▶ **What this task involves**: Using the listing below, say how many of its lines hold "AddOnsResult". Offer nothing beyond the number.

▶ **Source material**:

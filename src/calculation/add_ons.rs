//! Optional service pricing: hired driver and insurance.

use rust_decimal::Decimal;

use crate::config::PricingRules;
use crate::models::AuditStep;

/// The result of pricing the optional services.
#[derive(Debug, Clone)]
pub struct AddOnsResult {
    /// Price of the hired driver (0 when not requested).
    pub driver_cost: Decimal,
    /// Price of insurance cover (0 when not requested).
    pub insurance_cost: Decimal,
    /// The audit step recording this calculation.
    pub audit_step: AuditStep,
}

/// Prices the driver and insurance add-ons at a flat rate per billed day.
///
/// # Example
///
/// ```
/// use rental_pricing::calculation::calculate_add_ons;
/// use rental_pricing::config::PricingConfig;
/// use rust_decimal::Decimal;
///
/// let config = PricingConfig::default();
/// let result = calculate_add_ons(5, true, true, config.rules(), 1);
///
/// assert_eq!(result.driver_cost, Decimal::from(7500));
/// assert_eq!(result.insurance_cost, Decimal::from(2500));
/// ```
pub fn calculate_add_ons(
    days: u32,
    with_driver: bool,
    with_insurance: bool,
    rules: &PricingRules,
    step_number: u32,
) -> AddOnsResult {
    let billed_days = Decimal::from(days);
    let rates = &rules.add_ons;

    let driver_cost = if with_driver {
        billed_days * rates.driver_per_day
    } else {
        Decimal::ZERO
    };
    let insurance_cost = if with_insurance {
        billed_days * rates.insurance_per_day
    } else {
        Decimal::ZERO
    };

    let audit_step = AuditStep {
        step_number,
        rule_id: "add_ons".to_string(),
        rule_name: "Optional Services".to_string(),
        rule_ref: "add_ons".to_string(),
        input: serde_json::json!({
            "days": days,
            "with_driver": with_driver,
            "with_insurance": with_insurance
        }),
        output: serde_json::json!({
            "driver_per_day": rates.driver_per_day.normalize().to_string(),
            "insurance_per_day": rates.insurance_per_day.normalize().to_string(),
            "driver_cost": driver_cost.normalize().to_string(),
            "insurance_cost": insurance_cost.normalize().to_string()
        }),
        reasoning: format!(
            "Driver: {}, insurance: {} over {} days",
            driver_cost.normalize(),
            insurance_cost.normalize(),
            days
        ),
    };

    AddOnsResult {
        driver_cost,
        insurance_cost,
        audit_step,
    }
}

#[cfg(test)]
mod tests {
    use super::*;
    use crate::config::PricingConfig;

    #[test]
    fn test_no_add_ons() {
        let config = PricingConfig::default();
        let result = calculate_add_ons(5, false, false, config.rules(), 1);

        assert_eq!(result.driver_cost, Decimal::ZERO);
        assert_eq!(result.insurance_cost, Decimal::ZERO);
    }

    #[test]
    fn test_driver_only() {
        let config = PricingConfig::default();
        let result = calculate_add_ons(3, true, false, config.rules(), 1);

        assert_eq!(result.driver_cost, Decimal::from(4500));
        assert_eq!(result.insurance_cost, Decimal::ZERO);
    }

    #[test]
    fn test_insurance_only() {
        let config = PricingConfig::default();
        let result = calculate_add_ons(30, false, true, config.rules(), 1);

        assert_eq!(result.driver_cost, Decimal::ZERO);
        assert_eq!(result.insurance_cost, Decimal::from(15000));
    }

    #[test]
    fn test_zero_days_costs_nothing() {
        let config = PricingConfig::default();
        let result = calculate_add_ons(0, true, true, config.rules(), 1);

        assert_eq!(result.driver_cost, Decimal::ZERO);
        assert_eq!(result.insurance_cost, Decimal::ZERO);
    }

    #[test]
    fn test_audit_step_has_correct_information() {
        let config = PricingConfig::default();
        let result = calculate_add_ons(5, true, true, config.rules(), 7);

        assert_eq!(result.audit_step.step_number, 7);
        assert_eq!(result.audit_step.rule_id, "add_ons");
        assert_eq!(result.audit_step.input["with_driver"], true);
        assert_eq!(result.audit_step.output["driver_cost"], "7500");
        assert_eq!(result.audit_step.output["insurance_cost"], "2500");
    }
}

▶ **Worked solution**: 3